The initial mail-order movie rental business was not appealing to a large group of Blockbuster customers. It appealed to a niche of film nerds. Only with the rise of technology, including eventually the ability to stream over the Internet, was Netflix able to grow its business and eventually offer on-demand movies and TV to a huge audience, conveniently and cost-effectively. It was the initial encroachment from the low-end of the market that made Netflix disruptive. A focus on a larger market segment initially might have induced a fighting response by Blockbuster. Gaining a low-end foothold allowed Netflix to move upmarket with a completely different business model that was eventually attractive to Blockbuster's core customers. The Netflix case also shows that disruption may take time… . Now, Netflix is targeting other entertainment providers and is set to disrupt yet another part of its industry.

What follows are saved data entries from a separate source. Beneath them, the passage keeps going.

use crate::term::{box_draw, draw_text, fill_box, to_color, CellBuffer, Layout};
use crossterm::style::Color;
use solarium::{BodyInfo, Catalog, Control, Interaction, Parameters};

const FG: Color = Color::Rgb { r: 220, g: 220, b: 220 };
const DIM: Color = Color::Rgb { r: 120, g: 120, b: 120 };
const EDGE: Color = Color::Rgb { r: 80, g: 95, b: 120 };
const HI: Color = Color::Yellow;
const BG: Color = Color::Black;

fn bar(value01: f64, width: usize) -> String {
    let v = value01.clamp(0.0, 1.0);
    let fill = (v * width as f64 + 0.5) as usize;
    let mut s = String::with_capacity(width + 2);
    s.push('[');
    for i in 0..width {
        s.push(if i < fill { '█' } else { '·' });
    }
    s.push(']');
    s
}

fn slider_fraction(control: Control, value: f64) -> f64 {
    let r = control.range();
    (value - r.start()) / (r.end() - r.start())
}

/// Right-hand panel: view toggles, sliders, hover readout, key help.
pub(crate) fn draw_panel(
    buf: &mut CellBuffer,
    layout: &Layout,
    params: &Parameters,
    focus: Control,
    interaction: &Interaction,
    catalog: &Catalog,
) {
    let x0 = layout.hud_x();
    let w = layout.cols.saturating_sub(x0);
    if w < 4 {
        return;
    }
    box_draw(buf, x0, 0, w, layout.rows, EDGE, BG);
    let px = x0 + 2;
    let inner = w.saturating_sub(4) as usize;

    draw_text(buf, px, 1, "Solar System", FG, BG);
    let mode = format!("View:   {}  (v)", params.view_mode.label());
    draw_text(buf, px, 3, &mode, FG, BG);
    let orbits = format!("Orbits: {}  (o)", if params.show_orbits { "on" } else { "off" });
    draw_text(buf, px, 4, &orbits, FG, BG);

    let bar_w = inner.saturating_sub(10).clamp(4, 16);
    let mut y = 6;
    for c in Control::ALL {
        let selected = c == focus;
        let value = params.get(c);
        let head = format!("{} {}", if selected { ">" } else { " " }, c.label());
        draw_text(buf, px, y, &head, if selected { HI } else { FG }, BG);
        let line = format!("  {} {:>4.1}", bar(slider_fraction(c, value), bar_w), value);
        draw_text(buf, px, y + 1, &line, if selected { HI } else { DIM }, BG);
        y += 2;
    }

    y += 1;
    let hover = interaction
        .hovered
        .and_then(|i| catalog.get(i))
        .map(|b| b.name)
        .unwrap_or("-");
    draw_text(buf, px, y, &format!("Hover: {hover}"), FG, BG);

    let help_rows = [
        "Tab/↑↓ pick slider, ←→ adjust",
        "[ ] speed   - = distance",
        ", . sun     ; ' planets",
        "click planet, Esc close",
        "r reset  h help  q quit",
    ];
    let first = layout.rows.saturating_sub(help_rows.len() as u16 + 1);
    if first > y {
        for (i, line) in help_rows.iter().enumerate() {
            draw_text(buf, px, first + i as u16, line, DIM, BG);
        }
    }
}

/// Selection display, anchored top-left over the canvas.
pub(crate) fn draw_selection(buf: &mut CellBuffer, layout: &Layout, info: &BodyInfo, color: Color) {
    let bw = 30u16.min(layout.canvas_cols.saturating_sub(2));
    let bh = 7u16.min(layout.rows);
    if bw < 10 || bh < 5 {
        return;
    }
    let (x0, y0) = (1u16, 0u16);
    fill_box(buf, x0, y0, bw, bh, BG);
    box_draw(buf, x0, y0, bw, bh, EDGE, BG);
    draw_text(buf, x0 + 2, y0 + 1, &format!("● {}", info.name), color, BG);
    draw_text(
        buf,
        x0 + 2,
        y0 + 3,
        &format!("Distance: {:.1} million km", info.distance_mkm),
        FG,
        BG,
    );
    draw_text(
        buf,
        x0 + 2,
        y0 + 4,
        &format!("Diameter: {:.0} km", info.diameter_km),
        FG,
        BG,
    );
    draw_text(buf, x0 + 2, y0 + bh - 2, "Esc to close", DIM, BG);
}

pub(crate) fn draw_help(buf: &mut CellBuffer, layout: &Layout) {
    let body = [
        "Planets circle the Sun on simple ellipses.",
        "",
        "Realistic view keeps true distances and",
        "sizes to one scale; illustrative view puts",
        "planets on evenly spaced rings and shrinks",
        "the size gap so all of them stay visible.",
        "",
        "Move the mouse over a planet to highlight",
        "it, click it for details.",
        "",
        "h or Esc to close.",
    ];
    let bw = 48u16.min(layout.cols.saturating_sub(2));
    let bh = (body.len() as u16 + 4).min(layout.rows);
    if bw < 10 || bh < 5 {
        return;
    }
    let x0 = (layout.cols - bw) / 2;
    let y0 = (layout.rows - bh) / 2;
    fill_box(buf, x0, y0, bw, bh, BG);
    box_draw(buf, x0, y0, bw, bh, Color::White, BG);
    draw_text(buf, x0 + 2, y0 + 1, "Help", Color::White, BG);
    for (i, line) in body.iter().enumerate() {
        let yy = y0 + 3 + i as u16;
        if yy >= y0 + bh - 1 {
            break;
        }
        draw_text(buf, x0 + 2, yy, line, FG, BG);
    }
}

pub(crate) fn draw_too_small(buf: &mut CellBuffer, layout: &Layout) {
    draw_text(buf, 0, layout.rows / 2, "terminal too small", DIM, BG);
}

pub(crate) fn body_color(catalog: &Catalog, index: usize) -> Color {
    catalog.get(index).map(|b| to_color(b.color)).unwrap_or(FG)
}
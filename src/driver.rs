//! Repeating "compute frame, paint, commit" task.
//!
//! The driver never schedules itself; the host calls [`AnimationDriver::tick`]
//! once per refresh with the current time and live parameters. Between ticks
//! exactly one frame is pending while running. Stopping, either directly or
//! through a [`StopToken`], drops the pending frame, and later ticks do
//! nothing.

use crate::catalog::Catalog;
use crate::frame::FrameCache;
use crate::mapper::{compute_frame, Geometry};
use crate::params::Parameters;
use crate::render::paint_frame;
use crate::surface::Surface;
use log::{debug, info};
use std::sync::atomic::{AtomicBool, Ordering};
use std::sync::Arc;

#[derive(Clone, Copy, Debug, PartialEq, Eq)]
pub enum DriverState {
    Idle,
    Running,
    Stopped,
}

/// Shared teardown flag, checked before every frame acts.
#[derive(Clone, Debug, Default)]
pub struct StopToken(Arc<AtomicBool>);

impl StopToken {
    pub fn new() -> Self {
        Self::default()
    }

    pub fn stop(&self) {
        self.0.store(true, Ordering::SeqCst);
    }

    pub fn is_stopped(&self) -> bool {
        self.0.load(Ordering::SeqCst)
    }
}

#[derive(Clone, Copy, Debug, PartialEq, Eq)]
pub enum FrameOutcome {
    /// Frame computed, painted and committed to the cache.
    Painted,
    /// No surface this tick; retried on the next one.
    Skipped,
    /// Driver not running, nothing happened.
    Cancelled,
}

/// Milliseconds on some monotonic-enough time base.
pub trait Clock {
    fn now_ms(&self) -> f64;
}

/// Wall-clock time. A suspended host resumes with a visible jump.
pub struct WallClock;

impl Clock for WallClock {
    fn now_ms(&self) -> f64 {
        chrono::Utc::now().timestamp_millis() as f64
    }
}

pub struct AnimationDriver {
    state: DriverState,
    pending: bool,
    token: StopToken,
    cache: FrameCache,
}

impl AnimationDriver {
    pub fn new(catalog: &Catalog) -> Self {
        Self {
            state: DriverState::Idle,
            pending: false,
            token: StopToken::new(),
            cache: FrameCache::new(catalog.len()),
        }
    }

    pub fn state(&self) -> DriverState {
        self.state
    }

    pub fn is_running(&self) -> bool {
        self.state == DriverState::Running && !self.token.is_stopped()
    }

    pub fn has_pending_frame(&self) -> bool {
        self.pending
    }

    pub fn stop_token(&self) -> StopToken {
        self.token.clone()
    }

    /// Read-only view for hit-testing.
    pub fn cache(&self) -> &FrameCache {
        &self.cache
    }

    /// Idle -> Running and schedule the first frame. Ignored in any other state.
    pub fn start(&mut self) {
        if self.state != DriverState::Idle || self.token.is_stopped() {
            return;
        }
        self.state = DriverState::Running;
        self.pending = true;
        info!("animation driver running");
    }

    /// Cancel the pending frame and stop for good.
    pub fn stop(&mut self) {
        self.token.stop();
        self.pending = false;
        if self.state != DriverState::Stopped {
            info!("animation driver stopped after {} frames", self.cache.frame_no());
            self.state = DriverState::Stopped;
        }
    }

    pub fn tick<S: Surface + ?Sized>(
        &mut self,
        time_ms: f64,
        catalog: &Catalog,
        params: &Parameters,
        hovered: Option<usize>,
        surface: Option<&mut S>,
    ) -> FrameOutcome {
        if self.token.is_stopped() && self.state != DriverState::Stopped {
            self.stop();
        }
        if self.state != DriverState::Running || !self.pending {
            return FrameOutcome::Cancelled;
        }
        self.pending = false;

        let Some(surface) = surface else {
            debug!("surface unavailable, frame skipped");
            self.pending = true;
            return FrameOutcome::Skipped;
        };

        let (w, h) = surface.size();
        let geometry = Geometry::from_size(w, h);
        let frame = compute_frame(catalog, time_ms, params, &geometry);
        paint_frame(surface, catalog, &frame, params.show_orbits, hovered);
        self.cache.commit(&frame);

        self.pending = true;
        FrameOutcome::Painted
    }
}

impl Drop for AnimationDriver {
    fn drop(&mut self) {
        self.stop();
    }
}
use anyhow::{Context, Result};
use env_logger::{Builder, Env, Target};
use std::fs::{self, OpenOptions};
use std::path::Path;

/// Log to a file; stdout belongs to the terminal UI.
pub(crate) fn init(path: &Path) -> Result<()> {
    if let Some(dir) = path.parent() {
        fs::create_dir_all(dir).ok();
    }
    let file = OpenOptions::new()
        .create(true)
        .append(true)
        .open(path)
        .with_context(|| format!("opening log file {}", path.display()))?;

    Builder::from_env(Env::default().default_filter_or("info"))
        .target(Target::Pipe(Box::new(file)))
        .format_timestamp_millis()
        .try_init()
        .context("installing logger")?;
    Ok(())
}
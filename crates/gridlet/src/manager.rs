//! Collaborator contracts consumed by the proxy.
//!
//! The proxy never performs lifecycle, status, or dependency work itself; it
//! dispatches to these traits. Every mutating call carries an explicit
//! `remote` flag: `true` permits the collaborator to forward the operation to
//! the owning peer, `false` forces local handling. The dispatcher always
//! passes `false` so a request serviced on behalf of a peer can never hop to
//! a third node.

use std::io;
use std::sync::Arc;

use async_trait::async_trait;
use serde_json::Value;
use tokio_util::bytes::Bytes;

/// Failure raised by a collaborator while servicing a request.
///
/// The display string is carried verbatim as the `reject` detail on the wire.
#[derive(Debug, Clone, thiserror::Error)]
#[error("{message}")]
pub struct ManagerError {
    message: String,
}

impl ManagerError {
    pub fn new(message: impl Into<String>) -> Self {
        Self {
            message: message.into(),
        }
    }
}

/// A resolved local module instance.
#[async_trait]
pub trait ModuleHandle: Send + Sync {
    /// Invoke `func` with an ordered argument list on this instance.
    async fn invoke(&self, func: &str, args: Vec<Value>) -> Result<Value, ManagerError>;
}

/// Local module lifecycle, status, and cache operations.
#[async_trait]
pub trait ModuleManager: Send + Sync {
    /// Resolve a running local instance, if this node has one.
    fn lookup(&self, module: &str) -> Option<Arc<dyn ModuleHandle>>;

    /// Read one key from a module's status table.
    fn read_status(&self, module: &str, stat: &str) -> Value;

    /// Write one status key, returning the stored value.
    fn write_status(&self, module: &str, stat: &str, val: Value, remote: bool) -> Value;

    async fn start(&self, module: &str, remote: bool) -> Result<bool, ManagerError>;

    async fn stop(&self, module: &str, remote: bool) -> Result<bool, ManagerError>;

    async fn unload(&self, module: &str, remote: bool) -> Result<bool, ManagerError>;

    /// Refresh a running instance in place. Services inbound `push: load`
    /// frames; distinct from [`ModuleManager::unload`].
    async fn update(&self, module: &str, remote: bool) -> Result<bool, ManagerError>;

    /// Invalidate cached state for a control system.
    async fn expire_cache(&self, sys: &str, remote: bool) -> Result<(), ManagerError>;
}

/// Resolution and hot-reload of driver implementation classes.
#[async_trait]
pub trait DependencyManager: Send + Sync {
    /// Resolve the backing class for `dep`, force-reloading when asked.
    /// `Err` means the class cannot be resolved.
    async fn load(&self, dep: &str, force: bool) -> Result<(), ManagerError>;
}

/// Outbound transport seam: accepts a fully-encoded frame for transmission.
///
/// Fire-and-forget from the proxy's point of view: a write error is
/// indistinguishable from network loss and is not surfaced to callers.
#[async_trait]
pub trait ConnectionWriter: Send + Sync {
    async fn write(&self, frame: Bytes) -> io::Result<()>;
}
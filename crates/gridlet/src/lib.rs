//! gridlet: inter-node RPC proxy for clustered module orchestration.
//!
//! A fleet of nodes each own a disjoint set of running modules; any node may
//! invoke operations on, or query status of, a module owned by a peer. The
//! [`Proxy`] turns local calls into correlated wire requests, inbound
//! requests into collaborator dispatch, and inbound responses into settlement
//! of previously issued reply futures.

pub mod bridge;
pub mod correlation;
pub mod link;
pub mod manager;
pub mod proxy;

pub use bridge::protocol::{Message, Outcome, PushOp};
pub use correlation::{PendingTable, ReplyFuture, ReplyResult};
pub use link::{LinkConfig, LinkWriter, PeerLink};
pub use manager::{
    ConnectionWriter, DependencyManager, ManagerError, ModuleHandle, ModuleManager,
};
pub use proxy::{Proxy, ProxyError};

Many of the companies that were hurt by disruptive innovations were well-managed companies that had excellent research and development departments and were responsive to the needs of their customers. The mistake they made was ignoring those parts of the market that were most susceptible to disruptive innovations because they were too small to provide an acceptable growth rate that the larger firm desired, the profits margins were lower than expected, or simply there were no apparent competitive threats forecasted in the industry. As stated by Mark Parker, CEO Nike, “Companies fall apart when their [business] model is so successful that it stifles thinking that challenges it.” This is often referred to as the failure of success.

Disruption can be beneficial if a firm responds rapidly, has the right vision about the future, and can modify its business model in a timely manner. The launch of the internet disrupted the traditional newspaper industry by eliminating advertising revenue from clients that could expose themselves to a greater market over the Internet and at a lower cost. Book stores and travel agencies also suffered, and many never recovered. Retailers also suffered but those that saw the benefits of Internet marketing quickly converted to a catalog retailer environment.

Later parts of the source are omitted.